Die hohen Renditeerwartungen von fondsgebundenen Lebensversicherungen werden oft nicht erfüllt, wie eine aktuelle Untersuchung der Schweizerischen Finanzmarktaufsicht zeigt. Inhaber:innen von anteilgebundenen Lebensversicherungen der Säule 3a oder 3b bleiben deshalb oft auf hohen versteckten Kosten sitzen. Welche Kosten das sind, zeigen wir in diesem Beitrag.
Inhaltsverzeichnis
Was ist eine fondsgebundene Lebensversicherung überhaupt?
Anteil- oder fondsgebundene Lebensversicherungen sind gemischte Versicherungen, die Vermögen in der Säule 3a oder Säule 3b aufbauen und gleichzeitig Tod und Invalidität finanziell absichern. Das Spezielle an fondsgebundenen Lebensversicherungen ist, dass das angesparte Vermögen in Fonds investiert wird.
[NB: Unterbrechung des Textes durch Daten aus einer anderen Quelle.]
//! Session Store
//!
//! Persistence seams for onboarding. The store is the single source of
//! truth: handlers never cache sessions between requests, and every write is
//! a compare-and-swap on [`OnboardingSession::version`].

mod memory;
#[cfg(test)]
mod racing;

pub use memory::{FailPoint, MemoryBackend, RecordCounts};
#[cfg(test)]
pub(crate) use racing::RacingStore;

use async_trait::async_trait;
use chrono::{DateTime, Utc};

use crate::account::{Business, Subscription, User, UserId, Workspace};
use crate::error::{OnboardingError, Result};
use crate::session::{OnboardingSession, SessionToken};

/// Session persistence, keyed by token with secondary lookups by checkout
/// correlation id and active email
#[async_trait]
pub trait SessionStore: Send + Sync {
    /// Insert a new session. Fails with `ConcurrentModification` when the
    /// token is taken or another active session holds the same email.
    async fn create(&self, session: &OnboardingSession, now: DateTime<Utc>) -> Result<()>;

    /// Fetch by token, regardless of expiry or commit state
    async fn get_by_token(&self, token: &SessionToken) -> Result<Option<OnboardingSession>>;

    /// Fetch by checkout correlation id
    async fn get_by_correlation_id(&self, correlation_id: &str)
        -> Result<Option<OnboardingSession>>;

    /// Fetch the non-committed, non-expired session for an email
    async fn find_active_by_email(
        &self,
        email: &str,
        now: DateTime<Utc>,
    ) -> Result<Option<OnboardingSession>>;

    /// Write `session` if the stored version still equals `session.version`.
    /// Returns the stored record with its bumped version.
    async fn update(&self, session: &OnboardingSession) -> Result<OnboardingSession>;

    /// Delete if the stored version still equals `expected_version`.
    /// Committed sessions are never deleted through this path.
    async fn delete(&self, token: &SessionToken, expected_version: u64) -> Result<()>;

    /// Remove every session whose `expires_at` is before `now`
    async fn purge_expired(&self, now: DateTime<Utc>) -> Result<usize>;
}

/// One all-or-nothing unit of permanent writes. Dropping without
/// [`CommitTx::commit`] discards everything staged so far.
#[async_trait]
pub trait CommitTx: Send {
    async fn find_user_by_email(&mut self, email: &str) -> Result<Option<User>>;

    async fn insert_user(&mut self, user: User) -> Result<UserId>;

    async fn insert_workspace(&mut self, workspace: Workspace) -> Result<()>;

    async fn insert_business(&mut self, business: Business) -> Result<()>;

    async fn insert_subscription(&mut self, subscription: Subscription) -> Result<()>;

    /// Flip the session to committed, guarded by its version
    async fn mark_committed(&mut self, session: &OnboardingSession, at: DateTime<Utc>) -> Result<()>;

    async fn commit(self: Box<Self>) -> Result<()>;
}

/// Opens transactions spanning permanent records and the session row
#[async_trait]
pub trait Ledger: Send + Sync {
    async fn begin(&self) -> Result<Box<dyn CommitTx>>;
}

/// Load a session that is allowed to change: present, not committed, not
/// expired. Committed wins over expired so callers get the specific error.
pub async fn load_mutable(
    store: &dyn SessionStore,
    token: &SessionToken,
    now: DateTime<Utc>,
) -> Result<OnboardingSession> {
    let session = store
        .get_by_token(token)
        .await?
        .ok_or(OnboardingError::SessionNotFound)?;

    if session.committed {
        return Err(OnboardingError::SessionAlreadyCommitted);
    }
    if session.is_expired(now) {
        return Err(OnboardingError::SessionNotFound);
    }
    Ok(session)
}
Da Lebensversicherungen oft eine lange Laufzeit haben, ist eine Anlage des Ersparten eigentlich sinnvoll. Trotzdem raten wir dringend von fondsgebundenen Lebensversicherungen ab. Über die reine Risikoversicherung fahren Sie besser. Warum, zeigen wir Ihnen im nächsten Kapitel.
Welche Kosten fallen bei einer fondsgebundenen Lebensversicherung an?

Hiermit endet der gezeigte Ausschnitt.